Hospital workers with long-term exposure to ultrasound at work may develop dose-dependent neurovascular disorders of the peripheral nervous system in the form of angiodystonic vegetative polyneuritis syndrome of the hands. In some Scandinavian studies, female physiotherapists (exposed to ultrasound and short waves) showed an increased rate of miscarriages and congenital malformations, but no definite conclusions can be drawn based on these results alone. Exposure trends to diagnostic ultrasound equipment over the past two decades show a continuing increase [77].

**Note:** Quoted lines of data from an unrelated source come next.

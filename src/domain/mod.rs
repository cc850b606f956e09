mod ids;
mod messages;
mod payload_ref;
mod session;

pub use ids::{DocumentId, TrackingId};
pub use messages::{
    ConversionRequest, DocumentAbandoned, MergeCompleted, MergeFailed, MergeTrigger, PartOutcome,
    PartProgress, PartResult, ProcessRequest,
};
pub use payload_ref::PayloadRef;
pub use session::{
    CompletedPart, MarkOutcome, PartOutOfRange, TrackingProgress, TrackingSession,
};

Maccà et al. [78] performed audiometry on 24 industrial subjects exposed to ultrasound, 113 subjects exposed to industrial noise and 148 unexposed subjects in order to investigate the effects of age, ultrasound and noise on high-frequency hearing thresholds. The subjects exposed to ultrasound had significantly higher hearing thresholds than those not exposed to high frequencies, with the highest ranging from 10 to 14 kHz.

3.4. Legislation

France determines the permissible values of ultrasonic noise and recommendations by limiting exposure in the audible range of high frequencies (8–20 kHz) and the low-frequency ultrasonic range (20–50 kHz). In Poland, ultrasonic noise for practical reasons includes both high-frequency audible and low-frequency ultrasonic sound (i.e., 10–40 kHz) [3]. The main sources of ultrasonic noise in the working environment are low-frequency ultrasonic devices such as ultrasonic washers, welding and erosion machines, and manual soldering irons [64].

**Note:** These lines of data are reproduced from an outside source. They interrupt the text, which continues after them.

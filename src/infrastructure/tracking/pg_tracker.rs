use async_trait::async_trait;
use sqlx::types::Json;
use sqlx::{PgPool, Row};
use tracing::instrument;

use crate::application::ports::{PartTracker, TrackerError};
use crate::domain::{
    CompletedPart, DocumentId, MarkOutcome, TrackingId, TrackingProgress, TrackingSession,
};

/// Multi-process tracker backend. Every mutation is committed before the
/// call returns, so a crash after `mark_part_completed` returns is
/// guaranteed visible to the next reader. Mutations run under
/// `SELECT … FOR UPDATE`, which serializes concurrent markers per session
/// at the storage layer — no application-side locking.
pub struct PgPartTracker {
    pool: PgPool,
}

impl PgPartTracker {
    pub fn new(pool: PgPool) -> Self {
        Self { pool }
    }

    /// Creates the session table if missing. Called once at startup.
    pub async fn ensure_schema(&self) -> Result<(), TrackerError> {
        sqlx::query(
            r#"
            CREATE TABLE IF NOT EXISTS part_tracking_sessions (
                tracking_id UUID PRIMARY KEY,
                document_id UUID NOT NULL,
                session JSONB NOT NULL,
                updated_at TIMESTAMPTZ NOT NULL
            )
            "#,
        )
        .execute(&self.pool)
        .await
        .map_err(persistence)?;
        Ok(())
    }

    async fn load_session(&self, tracking_id: TrackingId) -> Result<TrackingSession, TrackerError> {
        let row = sqlx::query("SELECT session FROM part_tracking_sessions WHERE tracking_id = $1")
            .bind(tracking_id.as_uuid())
            .fetch_optional(&self.pool)
            .await
            .map_err(persistence)?
            .ok_or(TrackerError::NotFound(tracking_id))?;

        let Json(session): Json<TrackingSession> =
            row.try_get("session").map_err(persistence)?;
        Ok(session)
    }
}

fn persistence(e: impl std::fmt::Display) -> TrackerError {
    TrackerError::Persistence(e.to_string())
}

#[async_trait]
impl PartTracker for PgPartTracker {
    #[instrument(skip(self), fields(document_id = %document_id))]
    async fn initialize_tracking(
        &self,
        document_id: DocumentId,
        total_parts: u32,
    ) -> Result<TrackingId, TrackerError> {
        if total_parts == 0 {
            return Err(TrackerError::InvalidArgument(
                "total_parts must be positive".to_string(),
            ));
        }

        let session = TrackingSession::new(document_id, total_parts);
        let tracking_id = session.tracking_id;

        sqlx::query(
            r#"
            INSERT INTO part_tracking_sessions (tracking_id, document_id, session, updated_at)
            VALUES ($1, $2, $3, $4)
            "#,
        )
        .bind(tracking_id.as_uuid())
        .bind(document_id.as_uuid())
        .bind(Json(&session))
        .bind(session.updated_at)
        .execute(&self.pool)
        .await
        .map_err(persistence)?;

        tracing::debug!(%tracking_id, total_parts, "Tracking session created");
        Ok(tracking_id)
    }

    #[instrument(skip(self, data), fields(tracking_id = %tracking_id))]
    async fn mark_part_completed(
        &self,
        tracking_id: TrackingId,
        part_number: u32,
        data: Option<String>,
    ) -> Result<MarkOutcome, TrackerError> {
        let mut tx = self.pool.begin().await.map_err(persistence)?;

        let row = sqlx::query(
            "SELECT session FROM part_tracking_sessions WHERE tracking_id = $1 FOR UPDATE",
        )
        .bind(tracking_id.as_uuid())
        .fetch_optional(&mut *tx)
        .await
        .map_err(persistence)?
        .ok_or(TrackerError::NotFound(tracking_id))?;

        let Json(mut session): Json<TrackingSession> =
            row.try_get("session").map_err(persistence)?;
        if session.is_abandoned() {
            // Sealed session; a late result must not resurrect it.
            return Err(TrackerError::NotFound(tracking_id));
        }

        let outcome = session.record_part(part_number, data)?;

        if outcome.newly_recorded {
            sqlx::query(
                "UPDATE part_tracking_sessions SET session = $1, updated_at = $2 WHERE tracking_id = $3",
            )
            .bind(Json(&session))
            .bind(session.updated_at)
            .bind(tracking_id.as_uuid())
            .execute(&mut *tx)
            .await
            .map_err(persistence)?;
        }

        tx.commit().await.map_err(persistence)?;
        Ok(outcome)
    }

    async fn is_tracking_complete(&self, tracking_id: TrackingId) -> Result<bool, TrackerError> {
        Ok(self.load_session(tracking_id).await?.is_complete())
    }

    async fn get_tracking_progress(
        &self,
        tracking_id: TrackingId,
    ) -> Result<TrackingProgress, TrackerError> {
        Ok(self.load_session(tracking_id).await?.progress())
    }

    async fn get_completed_parts(
        &self,
        tracking_id: TrackingId,
    ) -> Result<Vec<CompletedPart>, TrackerError> {
        Ok(self
            .load_session(tracking_id)
            .await?
            .completed_parts_ordered())
    }

    #[instrument(skip(self), fields(tracking_id = %tracking_id))]
    async fn abandon_tracking(&self, tracking_id: TrackingId) -> Result<bool, TrackerError> {
        let mut tx = self.pool.begin().await.map_err(persistence)?;

        let row = sqlx::query(
            "SELECT session FROM part_tracking_sessions WHERE tracking_id = $1 FOR UPDATE",
        )
        .bind(tracking_id.as_uuid())
        .fetch_optional(&mut *tx)
        .await
        .map_err(persistence)?
        .ok_or(TrackerError::NotFound(tracking_id))?;

        let Json(mut session): Json<TrackingSession> =
            row.try_get("session").map_err(persistence)?;

        let newly_sealed = session.abandon();
        if newly_sealed {
            sqlx::query(
                "UPDATE part_tracking_sessions SET session = $1, updated_at = $2 WHERE tracking_id = $3",
            )
            .bind(Json(&session))
            .bind(session.updated_at)
            .bind(tracking_id.as_uuid())
            .execute(&mut *tx)
            .await
            .map_err(persistence)?;
        }

        tx.commit().await.map_err(persistence)?;
        Ok(newly_sealed)
    }

    #[instrument(skip(self), fields(tracking_id = %tracking_id))]
    async fn cleanup_tracking(&self, tracking_id: TrackingId) -> Result<bool, TrackerError> {
        let result = sqlx::query("DELETE FROM part_tracking_sessions WHERE tracking_id = $1")
            .bind(tracking_id.as_uuid())
            .execute(&self.pool)
            .await
            .map_err(persistence)?;
        Ok(result.rows_affected() > 0)
    }
}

In Germany, in September 2012, the guideline VDI 3766 was released: “Ultrasound—Workplace—Measurement, Evaluation, Assessment and Reduction” [12]. This guideline describes the specific procedure to measure, evaluate and classify sound exposure from ultrasound in the air. There are no evaluation criteria available to prevent the possible damage caused by airborne ultrasound frequencies to the human ear at frequencies above 8 kHz, as comprehensive and authoritative studies are not available [79].
Poland has standards on the maximum admissible levels (Table 6).
Smagowska and Pawlaczyk-Łuszczyńska [64] concluded in their study that although overexposure to ultrasonic noise was observed among most welders, no significant progress in hearing impairment was observed using Permanent Thresholds Assessment (PTA) after exposure lasting up to 7 years. Since the introduction of exposure limits, few data have shown permanent threshold shifts resulting from occupational exposure to ultrasonic noise. Further studies on the hearing status of workers exposed to ultrasonic noise are needed. The ISO 1999:1990 [81] method for calculating noise-induced permanent threshold shifts might also facilitate reliable predictions of threshold shifts after exposure to ultrasonic noise.
For occupational safety, measuring airborne ultrasound in situ is vital. However, current measurement techniques apply to measuring audible sound only and do not cover ultrasound for several reasons. The ultrasound fields emitted by today’s industrial appliances are mostly unknown and likely to be complex. Additionally, no weighting for a comparable assessment of exposure to ultrasonic noise has been defined. For example, welding machines, cleaning vessels and cutting machines all vary in size and working frequency, i.e., the frequency that is used to achieve the desired effect. Problematically, such machines usually use high power and thus emit ultrasound at high levels. The limits and guidance levels for ultrasound exposure were ultimately defined in several past publications (e.g., Assessment of noise regarding the risk of hearing damages (VDI 2058-2, 2008) [10,11] and Ultrasound—Workplace—Measurement, assessment, judgement and reduction (VDI 3766, 2012) [12], respectively [82].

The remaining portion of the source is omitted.